Your assignment:
Reproduce the entries from their first line up to and including the line with "self.corner(Corner::TopLeft)". Leave out everything after it.
*** Opening of Records for this exercise ***
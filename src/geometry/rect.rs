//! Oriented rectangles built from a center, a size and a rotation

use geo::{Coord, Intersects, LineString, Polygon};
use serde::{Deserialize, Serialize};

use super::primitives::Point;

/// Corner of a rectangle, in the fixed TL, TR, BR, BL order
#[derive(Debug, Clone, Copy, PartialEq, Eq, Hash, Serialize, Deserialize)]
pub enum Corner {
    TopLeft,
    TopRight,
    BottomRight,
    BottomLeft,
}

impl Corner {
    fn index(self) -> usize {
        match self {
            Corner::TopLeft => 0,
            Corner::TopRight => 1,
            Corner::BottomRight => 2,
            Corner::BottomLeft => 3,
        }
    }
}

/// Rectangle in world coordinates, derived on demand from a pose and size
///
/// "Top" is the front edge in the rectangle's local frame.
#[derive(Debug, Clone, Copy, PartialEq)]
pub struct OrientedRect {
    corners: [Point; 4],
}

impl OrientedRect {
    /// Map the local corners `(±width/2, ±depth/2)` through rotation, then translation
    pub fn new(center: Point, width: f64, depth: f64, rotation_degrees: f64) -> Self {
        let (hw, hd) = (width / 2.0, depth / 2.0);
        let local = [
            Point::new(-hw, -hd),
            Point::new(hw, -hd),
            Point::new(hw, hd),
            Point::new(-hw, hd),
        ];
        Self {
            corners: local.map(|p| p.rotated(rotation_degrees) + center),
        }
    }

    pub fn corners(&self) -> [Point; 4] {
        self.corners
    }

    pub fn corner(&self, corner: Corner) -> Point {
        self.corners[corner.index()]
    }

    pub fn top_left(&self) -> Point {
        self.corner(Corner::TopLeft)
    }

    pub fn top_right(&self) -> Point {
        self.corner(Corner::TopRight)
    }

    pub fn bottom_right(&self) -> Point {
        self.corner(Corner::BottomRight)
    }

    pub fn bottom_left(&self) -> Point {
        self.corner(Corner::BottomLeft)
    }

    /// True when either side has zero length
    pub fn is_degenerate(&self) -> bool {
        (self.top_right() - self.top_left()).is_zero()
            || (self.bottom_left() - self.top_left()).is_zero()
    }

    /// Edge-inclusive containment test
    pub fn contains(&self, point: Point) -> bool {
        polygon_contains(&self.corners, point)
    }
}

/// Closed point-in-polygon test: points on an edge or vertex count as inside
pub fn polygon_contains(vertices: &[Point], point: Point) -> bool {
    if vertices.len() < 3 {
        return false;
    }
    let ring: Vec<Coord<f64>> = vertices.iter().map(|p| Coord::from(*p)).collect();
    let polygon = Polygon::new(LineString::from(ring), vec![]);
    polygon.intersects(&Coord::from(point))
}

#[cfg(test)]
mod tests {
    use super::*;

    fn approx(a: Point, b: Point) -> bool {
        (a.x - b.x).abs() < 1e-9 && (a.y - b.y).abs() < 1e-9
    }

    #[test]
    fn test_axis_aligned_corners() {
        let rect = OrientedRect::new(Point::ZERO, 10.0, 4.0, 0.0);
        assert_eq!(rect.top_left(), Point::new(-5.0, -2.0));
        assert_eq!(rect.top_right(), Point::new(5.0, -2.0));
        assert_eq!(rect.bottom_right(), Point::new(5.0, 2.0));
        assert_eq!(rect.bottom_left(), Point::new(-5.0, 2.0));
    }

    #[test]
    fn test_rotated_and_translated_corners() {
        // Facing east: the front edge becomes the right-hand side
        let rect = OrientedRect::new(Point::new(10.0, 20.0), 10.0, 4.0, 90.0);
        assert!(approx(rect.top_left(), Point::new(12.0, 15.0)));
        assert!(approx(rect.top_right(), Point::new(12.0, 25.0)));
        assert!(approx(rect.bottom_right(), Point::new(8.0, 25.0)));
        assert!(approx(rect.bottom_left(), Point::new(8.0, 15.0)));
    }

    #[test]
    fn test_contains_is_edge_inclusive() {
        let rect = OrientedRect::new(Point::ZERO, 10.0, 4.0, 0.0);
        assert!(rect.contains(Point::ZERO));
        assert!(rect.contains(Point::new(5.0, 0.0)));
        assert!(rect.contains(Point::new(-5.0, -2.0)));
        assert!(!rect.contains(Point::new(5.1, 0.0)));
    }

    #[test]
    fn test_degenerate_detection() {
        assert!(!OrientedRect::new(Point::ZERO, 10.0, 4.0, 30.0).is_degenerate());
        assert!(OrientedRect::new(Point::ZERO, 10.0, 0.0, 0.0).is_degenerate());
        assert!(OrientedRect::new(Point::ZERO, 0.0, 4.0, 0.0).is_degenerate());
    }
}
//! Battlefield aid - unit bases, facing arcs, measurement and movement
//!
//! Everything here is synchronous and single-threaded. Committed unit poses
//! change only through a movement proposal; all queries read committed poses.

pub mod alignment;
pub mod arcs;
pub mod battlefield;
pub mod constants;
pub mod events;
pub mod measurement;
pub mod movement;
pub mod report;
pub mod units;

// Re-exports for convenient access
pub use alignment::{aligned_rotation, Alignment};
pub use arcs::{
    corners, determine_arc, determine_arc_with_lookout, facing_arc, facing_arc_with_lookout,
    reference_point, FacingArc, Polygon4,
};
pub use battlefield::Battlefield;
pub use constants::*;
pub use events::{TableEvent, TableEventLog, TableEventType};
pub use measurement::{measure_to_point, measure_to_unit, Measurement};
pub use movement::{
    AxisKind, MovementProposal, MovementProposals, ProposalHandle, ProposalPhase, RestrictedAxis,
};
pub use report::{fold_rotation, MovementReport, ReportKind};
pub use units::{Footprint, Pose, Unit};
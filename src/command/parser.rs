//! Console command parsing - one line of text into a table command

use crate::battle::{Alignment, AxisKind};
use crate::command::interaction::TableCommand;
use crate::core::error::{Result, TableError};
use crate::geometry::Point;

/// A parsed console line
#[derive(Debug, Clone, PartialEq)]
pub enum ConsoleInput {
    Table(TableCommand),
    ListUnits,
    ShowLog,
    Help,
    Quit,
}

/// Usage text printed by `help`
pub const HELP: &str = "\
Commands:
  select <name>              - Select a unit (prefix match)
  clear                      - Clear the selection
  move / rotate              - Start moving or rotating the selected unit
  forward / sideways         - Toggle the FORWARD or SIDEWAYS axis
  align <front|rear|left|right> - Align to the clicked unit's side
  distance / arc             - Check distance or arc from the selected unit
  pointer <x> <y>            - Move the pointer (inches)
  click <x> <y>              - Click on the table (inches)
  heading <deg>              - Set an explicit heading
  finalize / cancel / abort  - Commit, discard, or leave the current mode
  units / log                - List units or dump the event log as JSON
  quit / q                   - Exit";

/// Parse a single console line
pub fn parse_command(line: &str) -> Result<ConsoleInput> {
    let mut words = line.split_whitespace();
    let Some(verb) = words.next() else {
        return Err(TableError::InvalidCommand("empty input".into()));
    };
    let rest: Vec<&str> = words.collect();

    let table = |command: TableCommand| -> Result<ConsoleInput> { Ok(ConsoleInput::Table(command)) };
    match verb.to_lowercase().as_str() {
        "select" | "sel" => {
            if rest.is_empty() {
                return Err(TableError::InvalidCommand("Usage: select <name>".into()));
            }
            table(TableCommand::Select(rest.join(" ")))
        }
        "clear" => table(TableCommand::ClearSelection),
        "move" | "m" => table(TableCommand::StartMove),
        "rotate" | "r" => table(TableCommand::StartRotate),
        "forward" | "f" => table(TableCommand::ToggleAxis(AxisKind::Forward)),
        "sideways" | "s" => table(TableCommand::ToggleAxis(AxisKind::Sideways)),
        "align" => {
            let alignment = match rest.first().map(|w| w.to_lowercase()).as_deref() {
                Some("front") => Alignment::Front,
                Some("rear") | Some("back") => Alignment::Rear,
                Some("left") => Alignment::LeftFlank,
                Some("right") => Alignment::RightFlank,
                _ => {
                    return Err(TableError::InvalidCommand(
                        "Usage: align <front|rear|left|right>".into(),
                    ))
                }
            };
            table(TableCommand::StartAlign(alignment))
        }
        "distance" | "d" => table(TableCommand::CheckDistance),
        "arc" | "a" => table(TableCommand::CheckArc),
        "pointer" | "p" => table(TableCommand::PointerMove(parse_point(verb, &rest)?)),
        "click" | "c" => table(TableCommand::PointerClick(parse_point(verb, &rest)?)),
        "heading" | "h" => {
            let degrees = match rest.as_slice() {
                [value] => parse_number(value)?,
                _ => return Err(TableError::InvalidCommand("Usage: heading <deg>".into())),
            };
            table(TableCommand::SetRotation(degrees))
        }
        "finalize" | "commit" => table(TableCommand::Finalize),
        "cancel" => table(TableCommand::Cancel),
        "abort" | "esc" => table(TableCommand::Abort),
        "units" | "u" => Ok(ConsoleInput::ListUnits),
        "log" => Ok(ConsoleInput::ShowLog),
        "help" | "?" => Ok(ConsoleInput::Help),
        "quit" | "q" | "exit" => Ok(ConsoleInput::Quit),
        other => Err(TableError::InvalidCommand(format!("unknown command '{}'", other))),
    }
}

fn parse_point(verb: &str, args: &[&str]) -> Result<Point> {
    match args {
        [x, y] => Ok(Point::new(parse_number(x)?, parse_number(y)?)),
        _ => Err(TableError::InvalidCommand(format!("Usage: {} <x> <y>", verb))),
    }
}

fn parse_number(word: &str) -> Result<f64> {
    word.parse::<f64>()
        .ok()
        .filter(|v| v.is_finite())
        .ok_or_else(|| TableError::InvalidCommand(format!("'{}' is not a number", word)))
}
*** Close of Records for this exercise ***
Written solution:
filename src/geometry/rect.rs
//! Oriented rectangles built from a center, a size and a rotation

use geo::{Coord, Intersects, LineString, Polygon};
use serde::{Deserialize, Serialize};

use super::primitives::Point;

/// Corner of a rectangle, in the fixed TL, TR, BR, BL order
#[derive(Debug, Clone, Copy, PartialEq, Eq, Hash, Serialize, Deserialize)]
pub enum Corner {
    TopLeft,
    TopRight,
    BottomRight,
    BottomLeft,
}

impl Corner {
    fn index(self) -> usize {
        match self {
            Corner::TopLeft => 0,
            Corner::TopRight => 1,
            Corner::BottomRight => 2,
            Corner::BottomLeft => 3,
        }
    }
}

/// Rectangle in world coordinates, derived on demand from a pose and size
///
/// "Top" is the front edge in the rectangle's local frame.
#[derive(Debug, Clone, Copy, PartialEq)]
pub struct OrientedRect {
    corners: [Point; 4],
}

impl OrientedRect {
    /// Map the local corners `(±width/2, ±depth/2)` through rotation, then translation
    pub fn new(center: Point, width: f64, depth: f64, rotation_degrees: f64) -> Self {
        let (hw, hd) = (width / 2.0, depth / 2.0);
        let local = [
            Point::new(-hw, -hd),
            Point::new(hw, -hd),
            Point::new(hw, hd),
            Point::new(-hw, hd),
        ];
        Self {
            corners: local.map(|p| p.rotated(rotation_degrees) + center),
        }
    }

    pub fn corners(&self) -> [Point; 4] {
        self.corners
    }

    pub fn corner(&self, corner: Corner) -> Point {
        self.corners[corner.index()]
    }

    pub fn top_left(&self) -> Point {
        self.corner(Corner::TopLeft)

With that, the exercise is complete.